Here's a look back at the top 20 most-read or watched news items published by Food Manufacturing during 2020. News involving recalls, accidents, major safety incidents and general death & destruction expectedly populate this list, while impacts from COVID-19 frequent it as well.
1. Recalled Onions Linked to Nearly 400 Illnesses - published Aug. 3
2. Costco Drops Coconut Milk Brand After Alleged Monkey Labor - published Nov. 4
3. BBQ Lay's Recalled in Western States - published Aug. 25
4. CANPACK to Build Large Beverage Can Factory in Northeast Pennslyvania - published July 16
5. Survey: 85% of Americans Have Changed What They Eat During Pandemic - published June 10
6. Conagra Brands Giving Production & Distribution Employees Cash Bonus - published March 27
7. 3 Meat Plants Shut Down Following Worker Infections - published April 7
8. Tyson Closes Its Largest Pork Plant - published April 22
9. Oreo Cookie Factory in Danger of Closing - published Nov. 19
10. Jelly Belly Founder Launches Golden Ticket Game - published Sept. 10
11. Hormel Giving Plant Workers $7 Million in Bonuses - published April 23
12. PepsiCo to Distribute Bang Energy Drinks - published April 28
13. Country Fresh Expands Walmart Fruit Recall - published Oct. 5
14. FDA Shuts Down Home Style Foods - published Jan. 15
15. Ball Corp.
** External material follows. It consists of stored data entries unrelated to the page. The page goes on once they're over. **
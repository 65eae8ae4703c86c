use axum::extract::rejection::JsonRejection;
use axum::http::StatusCode;
use axum::response::{IntoResponse, Response};
use serde_json::json;
use thiserror::Error;

use amo_auth::{AuthzError, PasswordError, SessionError};
use amo_core::DomainError;
use amo_infra::store::DUPLICATE_TIN_MESSAGE;
use amo_infra::StoreError;

/// Every failure a handler can report.
#[derive(Debug, Error)]
pub enum ApiError {
    #[error("{0}")]
    Validation(String),

    #[error("Invalid credentials")]
    InvalidCredentials,

    #[error("authentication required")]
    Unauthenticated,

    #[error("{0}")]
    Forbidden(String),

    #[error("{0}")]
    NotFound(String),

    #[error("{0}")]
    Conflict(String),

    /// Logged, never shown to the client.
    #[error("internal error: {0}")]
    Internal(String),
}

impl ApiError {
    pub fn validation(msg: impl Into<String>) -> Self {
        ApiError::Validation(msg.into())
    }

    pub fn not_found(msg: impl Into<String>) -> Self {
        ApiError::NotFound(msg.into())
    }

    pub fn internal(msg: impl Into<String>) -> Self {
        ApiError::Internal(msg.into())
    }

    pub fn status(&self) -> StatusCode {
        match self {
            ApiError::Validation(_) => StatusCode::BAD_REQUEST,
            ApiError::InvalidCredentials | ApiError::Unauthenticated => StatusCode::UNAUTHORIZED,
            ApiError::Forbidden(_) => StatusCode::FORBIDDEN,
            ApiError::NotFound(_) => StatusCode::NOT_FOUND,
            ApiError::Conflict(_) => StatusCode::CONFLICT,
            ApiError::Internal(_) => StatusCode::INTERNAL_SERVER_ERROR,
        }
    }

    fn code(&self) -> &'static str {
        match self {
            ApiError::Validation(_) => "validation_error",
            ApiError::InvalidCredentials | ApiError::Unauthenticated => "unauthorized",
            ApiError::Forbidden(_) => "forbidden",
            ApiError::NotFound(_) => "not_found",
            ApiError::Conflict(_) => "conflict",
            ApiError::Internal(_) => "internal_error",
        }
    }
}

impl IntoResponse for ApiError {
    fn into_response(self) -> Response {
        let status = self.status();
        let code = self.code();
        let message = match &self {
            ApiError::Internal(detail) => {
                tracing::error!(error = %detail, "request failed");
                "Internal server error".to_string()
            }
            other => other.to_string(),
        };
        json_error(status, code, message)
    }
}

impl From<DomainError> for ApiError {
    fn from(err: DomainError) -> Self {
        match err {
            DomainError::Validation(_) | DomainError::InvalidId(_) => ApiError::Validation(err.to_string()),
            DomainError::NotFound(_) => ApiError::NotFound(err.to_string()),
            DomainError::Conflict(_) | DomainError::InvalidTransition { .. } => {
                ApiError::Conflict(err.to_string())
            }
        }
    }
}

impl From<StoreError> for ApiError {
    fn from(err: StoreError) -> Self {
        match err {
            StoreError::NotFound(what) => ApiError::NotFound(format!("{what} not found")),
            // A taken TIN is reported as a validation failure of the submitted form.
            StoreError::Duplicate(msg) if msg == DUPLICATE_TIN_MESSAGE => ApiError::Validation(msg),
            StoreError::Duplicate(msg) | StoreError::Conflict(msg) => ApiError::Conflict(msg),
            StoreError::Domain(e) => e.into(),
            StoreError::Database { .. } | StoreError::Internal(_) => ApiError::Internal(err.to_string()),
        }
    }
}

impl From<JsonRejection> for ApiError {
    fn from(rejection: JsonRejection) -> Self {
        ApiError::validation(format!("Invalid request body: {}", rejection.body_text()))
    }
}

impl From<AuthzError> for ApiError {
    fn from(err: AuthzError) -> Self {
        match err {
            AuthzError::Unauthenticated => ApiError::Unauthenticated,
            AuthzError::Forbidden(_) => ApiError::Forbidden("Forbidden".to_string()),
        }
    }
}

impl From<PasswordError> for ApiError {
    fn from(err: PasswordError) -> Self {
        match err {
            PasswordError::TooShort => ApiError::Validation(err.to_string()),
            PasswordError::Mismatch => ApiError::InvalidCredentials,
            PasswordError::Hash(_) => ApiError::Internal(err.to_string()),
        }
    }
}

impl From<SessionError> for ApiError {
    fn from(err: SessionError) -> Self {
        match err {
            SessionError::Encode(_) => ApiError::Internal(err.to_string()),
            SessionError::Malformed(_) | SessionError::Invalid(_) => ApiError::Unauthenticated,
        }
    }
}

pub fn json_error(status: StatusCode, code: &'static str, message: impl Into<String>) -> Response {
    (
        status,
        axum::Json(json!({
            "error": code,
            "message": message.into(),
        })),
    )
        .into_response()
}

#[cfg(test)]
mod tests {
    use super::*;
    use amo_auth::Capability;

    #[test]
    fn store_duplicates_map_by_kind() {
        let tin: ApiError = StoreError::Duplicate(DUPLICATE_TIN_MESSAGE.into()).into();
        assert_eq!(tin.status(), StatusCode::BAD_REQUEST);
        assert_eq!(tin.to_string(), DUPLICATE_TIN_MESSAGE);

        let email: ApiError = StoreError::Duplicate("User with this email already exists".into()).into();
        assert_eq!(email.status(), StatusCode::CONFLICT);
    }

    #[test]
    fn domain_errors_map_to_http_statuses() {
        let cases = [
            (DomainError::validation("bad"), StatusCode::BAD_REQUEST),
            (DomainError::not_found("license"), StatusCode::NOT_FOUND),
            (DomainError::conflict("stale"), StatusCode::CONFLICT),
            (
                DomainError::invalid_transition("desktop application", "REJECTED", "APPROVED"),
                StatusCode::CONFLICT,
            ),
        ];
        for (err, status) in cases {
            assert_eq!(ApiError::from(err).status(), status);
        }
    }

    #[test]
    fn authz_errors_distinguish_401_and_403() {
        assert_eq!(
            ApiError::from(AuthzError::Unauthenticated).status(),
            StatusCode::UNAUTHORIZED
        );
        assert_eq!(
            ApiError::from(AuthzError::Forbidden(Capability::ManageLicenses)).status(),
            StatusCode::FORBIDDEN
        );
    }

    #[test]
    fn internal_details_are_not_rendered() {
        let response = ApiError::internal("connection reset by peer").into_response();
        assert_eq!(response.status(), StatusCode::INTERNAL_SERVER_ERROR);
    }
}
Investing $300M in New Northeast Pennsylvania Canning Plant - published Sept. 8
16. Outbreak at Iowa Tyson Plant Was Far Worse Than State Reported - published June 22
17. Woman Dies in Raisin Processing Equipment - published Jan. 28
18. Beyond Meat to Begin China Production Later This Year - published Sept. 8
19. Aunt Jemima, Uncle Ben's Retired - published June 17
20. Worker Dies in Accident at Smithfield Foods - published Dec. 18
Here's to 2021: May its top 20 news items bring far less negative headlines than this past year did.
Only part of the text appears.